### Work request
Using the records below, find every line that includes "major" and copy it.

[Source material]

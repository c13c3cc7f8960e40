//! In-memory model of a legacy VTK file
//!
//! The model keeps everything a legacy file can carry (geometry, topology,
//! point and cell attributes, field data) so that a file can be read,
//! have its point coordinates replaced, and be written back with all other
//! structure intact. Array values are held as `f64` together with their
//! declared type; integers above 2^53 are not represented exactly.

use serde::{Deserialize, Serialize};
use std::fmt;
use tracing::debug;
use vtkcrate_core::{Cell, CellType, Error, PointTable, Result};

use super::ScalarType;

/// File format version from the `# vtk DataFile Version x.y` line
#[derive(Debug, Clone, Copy, PartialEq, Eq, PartialOrd, Ord, Serialize, Deserialize)]
pub struct Version {
    pub major: u32,
    pub minor: u32,
}

impl Version {
    /// Version written by classic writers
    pub const CLASSIC: Version = Version { major: 4, minor: 2 };
    /// First version using the OFFSETS / CONNECTIVITY cell layout
    pub const OFFSETS: Version = Version { major: 5, minor: 1 };

    pub fn new(major: u32, minor: u32) -> Self {
        Self { major, minor }
    }

    /// Check if cells are stored as separate offset and connectivity arrays
    pub fn uses_offsets_layout(&self) -> bool {
        *self >= Version::OFFSETS
    }
}

impl Default for Version {
    fn default() -> Self {
        Version::CLASSIC
    }
}

impl fmt::Display for Version {
    fn fmt(&self, f: &mut fmt::Formatter<'_>) -> fmt::Result {
        write!(f, "{}.{}", self.major, self.minor)
    }
}

/// Encoding of the file body
#[derive(Debug, Clone, Copy, PartialEq, Eq, Serialize, Deserialize)]
pub enum Encoding {
    Ascii,
    Binary,
}

impl fmt::Display for Encoding {
    fn fmt(&self, f: &mut fmt::Formatter<'_>) -> fmt::Result {
        match self {
            Encoding::Ascii => f.write_str("ASCII"),
            Encoding::Binary => f.write_str("BINARY"),
        }
    }
}

/// Explicit point coordinates with their declared type
#[derive(Debug, Clone, PartialEq, Serialize, Deserialize)]
pub struct Points {
    pub data_type: ScalarType,
    /// Interleaved `x y z` coordinates
    pub coords: Vec<f64>,
}

impl Points {
    pub fn new(data_type: ScalarType, coords: Vec<f64>) -> Self {
        Self { data_type, coords }
    }

    pub fn len(&self) -> usize {
        self.coords.len() / 3
    }

    pub fn is_empty(&self) -> bool {
        self.coords.is_empty()
    }
}

/// A list of cells given as point id lists
#[derive(Debug, Clone, Default, PartialEq, Eq, Serialize, Deserialize)]
pub struct CellArray {
    pub cells: Vec<Vec<usize>>,
}

impl CellArray {
    pub fn new(cells: Vec<Vec<usize>>) -> Self {
        Self { cells }
    }

    pub fn len(&self) -> usize {
        self.cells.len()
    }

    pub fn is_empty(&self) -> bool {
        self.cells.is_empty()
    }

    /// Total number of point ids over all cells
    pub fn connectivity_len(&self) -> usize {
        self.cells.iter().map(Vec::len).sum()
    }

    /// Size of the classic `n id0 id1 ...` layout
    pub fn classic_size(&self) -> usize {
        self.connectivity_len() + self.cells.len()
    }
}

[/Source material]

### Exercise answer
    pub major: u32,
    pub const CLASSIC: Version = Version { major: 4, minor: 2 };
    pub const OFFSETS: Version = Version { major: 5, minor: 1 };
    pub fn new(major: u32, minor: u32) -> Self {
        Self { major, minor }
        write!(f, "{}.{}", self.major, self.minor)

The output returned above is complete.